Really, though - aren't most of these bokeh lenses that way as a by-product of their speed?
Not necessarily. Consider vanilla, the kind you put in cake batter. There is good vanilla and bad vanilla and OK vanilla, but you can also have MORE vanilla or LESS vanilla.
So a faster lens used wide-open necessarily produces a shallower depth-of-focus and the out-of-focus areas are more pronounced, but that's just MORE vanilla, not necessarily BETTER vanilla.
Many lenses produce what we Westerners refer to as 'good' bokeh when they are used wide-open, but most lenses do not have aperture leaves protruding into the light path when they are wide-open. When stopped down, the aperture leaves of course do block part of the light, and it is the bokeh created by these that some find objectionable or pleasing, as the case may be.
I do not claim to know the truth here, but many say that lenses which produce a more perfect 'circle' shape at a given aperture, usually by virtue of having more aperture leaves, produces more pleasing bokeh.
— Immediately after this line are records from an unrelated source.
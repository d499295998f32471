//! TCP listener abstraction.
//!
//! Every node of every bucket, and the control channel, accept connections
//! through a [`TcpListener`]. Accepting races the runtime's shutdown watch so
//! listeners stop promptly.

use std::net::{Ipv4Addr, SocketAddr};
use std::sync::atomic::{AtomicBool, AtomicU64, Ordering};
use std::sync::Arc;

use parking_lot::RwLock;
use tokio::net::{TcpListener as TokioTcpListener, TcpStream};
use tokio::sync::watch;

use crate::core::error::{MockError, MockResult};

/// TCP listener configuration.
#[derive(Debug, Clone)]
pub struct TcpListenerConfig {
    /// Bind address. Port 0 picks an ephemeral port.
    pub bind_addr: SocketAddr,

    /// Maximum concurrent connections.
    pub max_connections: usize,

    /// TCP nodelay (disable Nagle's algorithm).
    pub nodelay: bool,
}

impl Default for TcpListenerConfig {
    fn default() -> Self {
        Self {
            bind_addr: SocketAddr::from((Ipv4Addr::LOCALHOST, 0)),
            max_connections: 10_000,
            nodelay: true,
        }
    }
}

/// TCP listener state.
#[derive(Debug, Clone, Copy, PartialEq, Eq)]
pub enum TcpListenerState {
    /// Not yet started.
    Created,
    /// Binding to address.
    Binding,
    /// Accepting connections.
    Listening,
    /// Shutting down.
    ShuttingDown,
    /// Stopped.
    Stopped,
}

/// Connection identifier.
#[derive(Debug, Clone, Copy, PartialEq, Eq, Hash)]
pub struct ConnectionId(pub u64);

impl std::fmt::Display for ConnectionId {
    fn fmt(&self, f: &mut std::fmt::Formatter<'_>) -> std::fmt::Result {
        write!(f, "conn-{}", self.0)
    }
}

/// TCP connection wrapper with metadata.
pub struct TcpConnection {
    /// Connection ID.
    pub id: ConnectionId,

    /// Remote address.
    pub remote_addr: SocketAddr,

    /// Underlying TCP stream.
    stream: TcpStream,
}

impl TcpConnection {
    pub fn new(id: ConnectionId, stream: TcpStream, remote_addr: SocketAddr) -> Self {
        Self {
            id,
            remote_addr,
            stream,
        }
    }

    /// Take the underlying stream.
    pub fn into_stream(self) -> TcpStream {
        self.stream
    }
}

/// TCP listener metrics.
#[derive(Debug, Default)]
pub struct TcpListenerMetrics {
    /// Total connections accepted.
    pub connections_total: AtomicU64,

    /// Currently active connections.
    pub connections_active: AtomicU64,

    /// Connections rejected (at capacity).
    pub connections_rejected: AtomicU64,
}

impl TcpListenerMetrics {
    /// Record a new connection.
    pub fn connection_accepted(&self) {
        self.connections_total.fetch_add(1, Ordering::Relaxed);
        self.connections_active.fetch_add(1, Ordering::Relaxed);
    }

    /// Record a connection closed.
    pub fn connection_closed(&self) {
        self.connections_active.fetch_sub(1, Ordering::Relaxed);
    }

    /// Record a rejected connection.
    pub fn connection_rejected(&self) {
        self.connections_rejected.fetch_add(1, Ordering::Relaxed);
    }

    /// Get active connection count.
    pub fn active_connections(&self) -> u64 {
        self.connections_active.load(Ordering::Relaxed)
    }
}

/// TCP listener for accepting connections.
pub struct TcpListener {
    config: TcpListenerConfig,
    state: RwLock<TcpListenerState>,
    next_conn_id: AtomicU64,
    shutting_down: AtomicBool,
    shutdown_rx: watch::Receiver<bool>,
    metrics: Arc<TcpListenerMetrics>,
}

impl TcpListener {
    pub fn new(config: TcpListenerConfig, shutdown_rx: watch::Receiver<bool>) -> Self {
        Self {
            config,
            state: RwLock::new(TcpListenerState::Created),
            next_conn_id: AtomicU64::new(1),
            shutting_down: AtomicBool::new(false),
            shutdown_rx,
            metrics: Arc::new(TcpListenerMetrics::default()),
        }
    }

    pub fn config(&self) -> &TcpListenerConfig {
        &self.config
    }

    pub fn state(&self) -> TcpListenerState {
        *self.state.read()
    }

    pub fn metrics(&self) -> &Arc<TcpListenerMetrics> {
        &self.metrics
    }

    /// Check if at connection capacity.
    pub fn at_capacity(&self) -> bool {
        self.metrics.active_connections() >= self.config.max_connections as u64
    }

    fn next_connection_id(&self) -> ConnectionId {
        ConnectionId(self.next_conn_id.fetch_add(1, Ordering::Relaxed))
    }

    /// Bind and start listening.
    pub async fn bind(&self) -> MockResult<TokioTcpListener> {
        *self.state.write() = TcpListenerState::Binding;

        let listener = TokioTcpListener::bind(self.config.bind_addr)
            .await
            .map_err(|e| MockError::Io {
                message: format!("failed to bind to {}: {}", self.config.bind_addr, e),
            })?;

        *self.state.write() = TcpListenerState::Listening;

        Ok(listener)
    }

    /// Accept a connection. `None` means the listener is shutting down.
    pub async fn accept(&self, listener: &TokioTcpListener) -> MockResult<Option<TcpConnection>> {
        if self.shutting_down.load(Ordering::Relaxed) {
            return Ok(None);
        }

        let mut shutdown_rx = self.shutdown_rx.clone();
        if *shutdown_rx.borrow() {
            return Ok(None);
        }

        tokio::select! {
            result = listener.accept() => {
                match result {
                    Ok((stream, addr)) => {
                        if self.at_capacity() {
                            self.metrics.connection_rejected();
                            tracing::warn!(remote = %addr, "connection limit reached, rejecting");
                            return Err(MockError::Io {
                                message: "connection limit reached".to_string(),
                            });
                        }
                        if self.config.nodelay {
                            let _ = stream.set_nodelay(true);
                        }

                        let id = self.next_connection_id();
                        self.metrics.connection_accepted();

                        Ok(Some(TcpConnection::new(id, stream, addr)))
                    }
                    Err(e) => Err(MockError::Io {
                        message: format!("accept failed: {}", e),
                    }),
                }
            }
            _ = shutdown_rx.changed() => {
                Ok(None)
            }
        }
    }

    /// Signal shutdown.
    pub fn shutdown(&self) {
        self.shutting_down.store(true, Ordering::Relaxed);
        *self.state.write() = TcpListenerState::ShuttingDown;
    }

    /// Mark as stopped.
    pub fn stopped(&self) {
        *self.state.write() = TcpListenerState::Stopped;
    }

    /// Record connection closed.
    pub fn connection_closed(&self) {
        self.metrics.connection_closed();
    }
}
Additional aperture leaves are a sign of quality in lens manufacture. Lenses of this quality are generally a) old or b) expensive or c) both. Nowadays, it is not uncommon for a prime lens to have only five leaves. I have older primes that have eleventy-dozen. I know because I've had them free themselves on my workbench, and I had to count them. One, five, several, many, eleventy-dozen.
However, it is not just speed and not just aperture leaves that produce bokeh, but also the lens itself. Some in this thread have stated that it is a function of lens aberration correction, but I think that is oversimplifying matters. It is known that different lens formulae produce different effects, and not just in matters of aberration; or rather, not ONLY in the matters of aberration we commonly think of. Coma, sperical aberration, astigmatism, color correction (lateral and axial), and of course barrel and pincushion distortion; all of these combine to give a lens a certain 'character,' some of which are prized and some reviled, and some more suited to some types of work than others.
So one might find the effects created by a Petzval design lens to be excellent for portraiture (many do), but the bokeh effect of that lens is quite different from a similar focal length of a similar exposure of a similar subject using a different lens (say a Tessar), even if the f-stop is the same and both are focused correctly.
Bokeh is, as I understand it, rendering of out-of-focus areas of a photograph that are pleasing to the eye in and of itself. This is accomplished in more ways than simply using the fastest lens possible wide-open. That is just MORE vanilla. I can't make my cake taste better by simply adding MORE vanilla in most cases.
I suspect that some folks who are turned off by what they think of as examples of good bokeh have simply been given too much vanilla, not the right amount of good vanilla.